In an interview tonight (January 29, 2009) on Nightly Business Report, Congressman Barney Frank, Chairman of the Financial Services Committee, compared solving the credit crisis to fighting a war. He said that in a war, you have the concept of collateral damage: innocent people being inadvertently harmed in the crossfire. On the other hand, he warned that to solve the financial crisis, the public is going to have to get used to the concept of collateral benefit: undeserving people being unjustly enriched by the policies implemented to solve the crisis.
Maybe Barney Frank wants to roll over and concede defeat, but I certainly don’t. Going back to the war metaphor, can you imagine if FDR had said, “Gee, that Hitler guy is one bad ass dude. Fighting him is going to be really hard. I guess we’re going to have to get used to the idea of Europe being under his domination.” Are you kidding me?! Are we really so afraid to tackle a problem head-on and to deal with it appropriately, and in a way that is fair and just to the public?
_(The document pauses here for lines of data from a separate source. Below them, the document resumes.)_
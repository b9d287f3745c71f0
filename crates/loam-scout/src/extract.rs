//! Turn a loaded page into raw platform payloads the adapters understand.

use std::collections::BTreeMap;
use std::time::Duration;

use chrono::{DateTime, NaiveDate, Utc};
use loam_adapters::{
    ChatMessage, ChatTranscriptPayload, ForumComment, ForumPost, ForumThreadPayload,
    HighlightPayload, MicroblogItem, MicroblogThreadPayload, TimedText, VideoPayload,
};
use loam_core::Platform;
use serde::Serialize;
use serde_json::Value as JsonValue;

use crate::page::{ElementData, Page};
use crate::scout::{ScoutError, ScoutJob};

pub fn default_selectors(platform: Platform) -> &'static [(&'static str, &'static str)] {
    match platform {
        Platform::Video => &[
            ("title", "h1.ytd-watch-metadata"),
            ("channel", "ytd-channel-name a"),
            ("description", "#description-text"),
            ("published", "meta[itemprop=\"datePublished\"]"),
            // Optional `data-start` / `data-end` attributes carry timing in seconds.
            ("transcript", "ytd-transcript-segment-renderer"),
        ],
        Platform::Highlight => &[
            ("book_title", "h3.kp-notebook-metadata"),
            ("author", "p.kp-notebook-metadata.a-color-secondary"),
            ("highlight", ".kp-notebook-highlight"),
        ],
        Platform::ForumThread => &[
            ("post", "shreddit-post"),
            ("post_body", "shreddit-post [slot=\"text-body\"]"),
            ("comment", "shreddit-comment"),
        ],
        Platform::MicroblogThread => &[("item_text", "[data-testid=\"tweetText\"]")],
        Platform::ChatTranscript => &[
            ("title", "h1"),
            ("message", "[data-message-author-role]"),
            ("role_attr", "data-message-author-role"),
        ],
    }
}

/// Platform default selectors with registry overrides layered on top.
#[derive(Debug, Clone, PartialEq, Eq)]
pub struct Selectors {
    map: BTreeMap<String, String>,
}

impl Selectors {
    pub fn for_platform(platform: Platform, overrides: &BTreeMap<String, String>) -> Self {
        let mut map: BTreeMap<String, String> = default_selectors(platform)
            .iter()
            .map(|(k, v)| (k.to_string(), v.to_string()))
            .collect();
        map.extend(overrides.iter().map(|(k, v)| (k.clone(), v.clone())));
        Self { map }
    }

    pub fn get(&self, key: &str) -> &str {
        self.map.get(key).map(String::as_str).unwrap_or_default()
    }
}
We have to find the root causes of the crisis and solve them with minimal damage to the public. Credit derivatives are one big part of the problem. If the banks were so poorly managed that they let business unit heads and rogue derivatives traders expose them to countless billions of dollars in losses to hedge funds, why shouldn’t the public have the right to nullify those transactions and send the hedge funds packing? There is a concept under the law called “unjust enrichment,” whereby transactions that are blatantly unfair can be overturned. That’s clearly the case here, and we’ve got to use that concept to nullify these derivatives transactions.
Merrill Lynch reported a $15 billion loss in Q4, mostly related to derivatives losses, and their new parent company, BofA, promptly went to the government for a handout and got one. We have got to be out of our minds for letting that happen, and for letting someone like Barney Frank, who is clearly absent a spine and any measure of ingenuity, represent us.